**What you need to do:**
Return every record below exactly as given.

**Information:**

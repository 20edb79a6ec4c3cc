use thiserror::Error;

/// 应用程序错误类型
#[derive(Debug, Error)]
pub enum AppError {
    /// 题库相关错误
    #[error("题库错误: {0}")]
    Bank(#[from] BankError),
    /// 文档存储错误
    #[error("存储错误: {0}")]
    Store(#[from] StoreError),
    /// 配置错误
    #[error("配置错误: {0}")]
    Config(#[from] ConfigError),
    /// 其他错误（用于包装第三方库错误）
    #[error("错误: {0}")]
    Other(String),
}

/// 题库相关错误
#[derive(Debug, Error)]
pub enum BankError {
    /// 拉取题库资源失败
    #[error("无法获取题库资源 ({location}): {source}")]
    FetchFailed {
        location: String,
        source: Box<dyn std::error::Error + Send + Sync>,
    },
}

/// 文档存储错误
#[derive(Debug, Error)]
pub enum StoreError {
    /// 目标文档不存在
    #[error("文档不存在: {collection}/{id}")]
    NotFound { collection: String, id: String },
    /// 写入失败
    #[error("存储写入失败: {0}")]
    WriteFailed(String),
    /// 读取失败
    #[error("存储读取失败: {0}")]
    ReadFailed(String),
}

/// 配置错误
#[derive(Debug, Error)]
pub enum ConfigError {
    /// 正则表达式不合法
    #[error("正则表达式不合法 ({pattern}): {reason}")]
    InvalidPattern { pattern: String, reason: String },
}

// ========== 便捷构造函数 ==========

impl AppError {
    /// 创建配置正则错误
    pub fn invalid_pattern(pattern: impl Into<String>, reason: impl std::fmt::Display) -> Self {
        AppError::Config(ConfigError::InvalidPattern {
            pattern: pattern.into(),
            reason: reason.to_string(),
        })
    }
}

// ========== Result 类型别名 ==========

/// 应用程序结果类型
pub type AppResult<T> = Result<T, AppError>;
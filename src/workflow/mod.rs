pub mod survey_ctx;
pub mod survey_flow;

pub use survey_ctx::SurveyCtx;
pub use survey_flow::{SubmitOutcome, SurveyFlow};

**Exercise response:**
repository 20edb79a6ec4c3cc
use thiserror::Error;

/// 应用程序错误类型
#[derive(Debug, Error)]
pub enum AppError {
    /// 题库相关错误
    #[error("题库错误: {0}")]
    Bank(#[from] BankError),
    /// 文档存储错误
    #[error("存储错误: {0}")]
    Store(#[from] StoreError),
    /// 配置错误
    #[error("配置错误: {0}")]
    Config(#[from] ConfigError),
    /// 其他错误（用于包装第三方库错误）
    #[error("错误: {0}")]
    Other(String),
}

/// 题库相关错误
#[derive(Debug, Error)]
pub enum BankError {
    /// 拉取题库资源失败
    #[error("无法获取题库资源 ({location}): {source}")]
    FetchFailed {
        location: String,
        source: Box<dyn std::error::Error + Send + Sync>,
    },
}

/// 文档存储错误
#[derive(Debug, Error)]
pub enum StoreError {
    /// 目标文档不存在
    #[error("文档不存在: {collection}/{id}")]
    NotFound { collection: String, id: String },
    /// 写入失败
    #[error("存储写入失败: {0}")]
    WriteFailed(String),
    /// 读取失败
    #[error("存储读取失败: {0}")]
    ReadFailed(String),
}

/// 配置错误
#[derive(Debug, Error)]
pub enum ConfigError {
    /// 正则表达式不合法
    #[error("正则表达式不合法 ({pattern}): {reason}")]
    InvalidPattern { pattern: String, reason: String },
}

// ========== 便捷构造函数 ==========

impl AppError {
    /// 创建配置正则错误
    pub fn invalid_pattern(pattern: impl Into<String>, reason: impl std::fmt::Display) -> Self {
        AppError::Config(ConfigError::InvalidPattern {
            pattern: pattern.into(),
            reason: reason.to_string(),
        })
    }
}

// ========== Result 类型别名 ==========

/// 应用程序结果类型
pub type AppResult<T> = Result<T, AppError>;
filename src/workflow/mod.rs
pub mod survey_ctx;
pub mod survey_flow;

pub use survey_ctx::SurveyCtx;
pub use survey_flow::{SubmitOutcome, SurveyFlow};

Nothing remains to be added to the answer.